Dataset entries:
*** Block opens ***

//! DOM event kinds the runtime can route.

use std::fmt;
use std::str::FromStr;

/// The kind of DOM event an [`EventHandler`](super::Attribute) listens for.
///
/// The wire name (`click`, `input`, ...) is what the browser client uses in
/// the `<event prefix>-<kind>` attribute it watches for.
#[derive(Debug, Clone, Copy, PartialEq, Eq, Hash)]
pub enum EventType {
	/// Mouse click.
	Click,
	/// Double click.
	DblClick,
	/// Mouse button pressed.
	MouseDown,
	/// Mouse button released.
	MouseUp,
	/// Pointer entered the element.
	MouseEnter,
	/// Pointer left the element.
	MouseLeave,
	/// Input value changed (fires per keystroke).
	Input,
	/// Input value committed.
	Change,
	/// Form submitted.
	Submit,
	/// Element gained focus.
	Focus,
	/// Element lost focus.
	Blur,
	/// Key pressed.
	KeyDown,
	/// Key released.
	KeyUp,
}

impl EventType {
	/// The wire name of this event kind.
	pub fn as_str(&self) -> &'static str {
		match self {
			EventType::Click => "click",
			EventType::DblClick => "dblclick",
			EventType::MouseDown => "mousedown",
			EventType::MouseUp => "mouseup",
			EventType::MouseEnter => "mouseenter",
			EventType::MouseLeave => "mouseleave",
			EventType::Input => "input",
			EventType::Change => "change",
			EventType::Submit => "submit",
			EventType::Focus => "focus",
			EventType::Blur => "blur",
			EventType::KeyDown => "keydown",
			EventType::KeyUp => "keyup",
		}
	}
}

impl fmt::Display for EventType {
	fn fmt(&self, f: &mut fmt::Formatter<'_>) -> fmt::Result {
		f.write_str(self.as_str())
	}
}

impl FromStr for EventType {
	type Err = ();

	fn from_str(s: &str) -> Result<Self, Self::Err> {
		match s {
			"click" => Ok(EventType::Click),
			"dblclick" => Ok(EventType::DblClick),
			"mousedown" => Ok(EventType::MouseDown),
			"mouseup" => Ok(EventType::MouseUp),
			"mouseenter" => Ok(EventType::MouseEnter),
			"mouseleave" => Ok(EventType::MouseLeave),
			"input" => Ok(EventType::Input),
			"change" => Ok(EventType::Change),
			"submit" => Ok(EventType::Submit),
			"focus" => Ok(EventType::Focus),
			"blur" => Ok(EventType::Blur),
			"keydown" => Ok(EventType::KeyDown),
			"keyup" => Ok(EventType::KeyUp),
			_ => Err(()),
		}
	}
}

*** Block closes ***

> _Task details_
Return the lines above that include the string "Blur".

> _Exercise response_
	Blur,
			EventType::Blur => "blur",
			"blur" => Ok(EventType::Blur),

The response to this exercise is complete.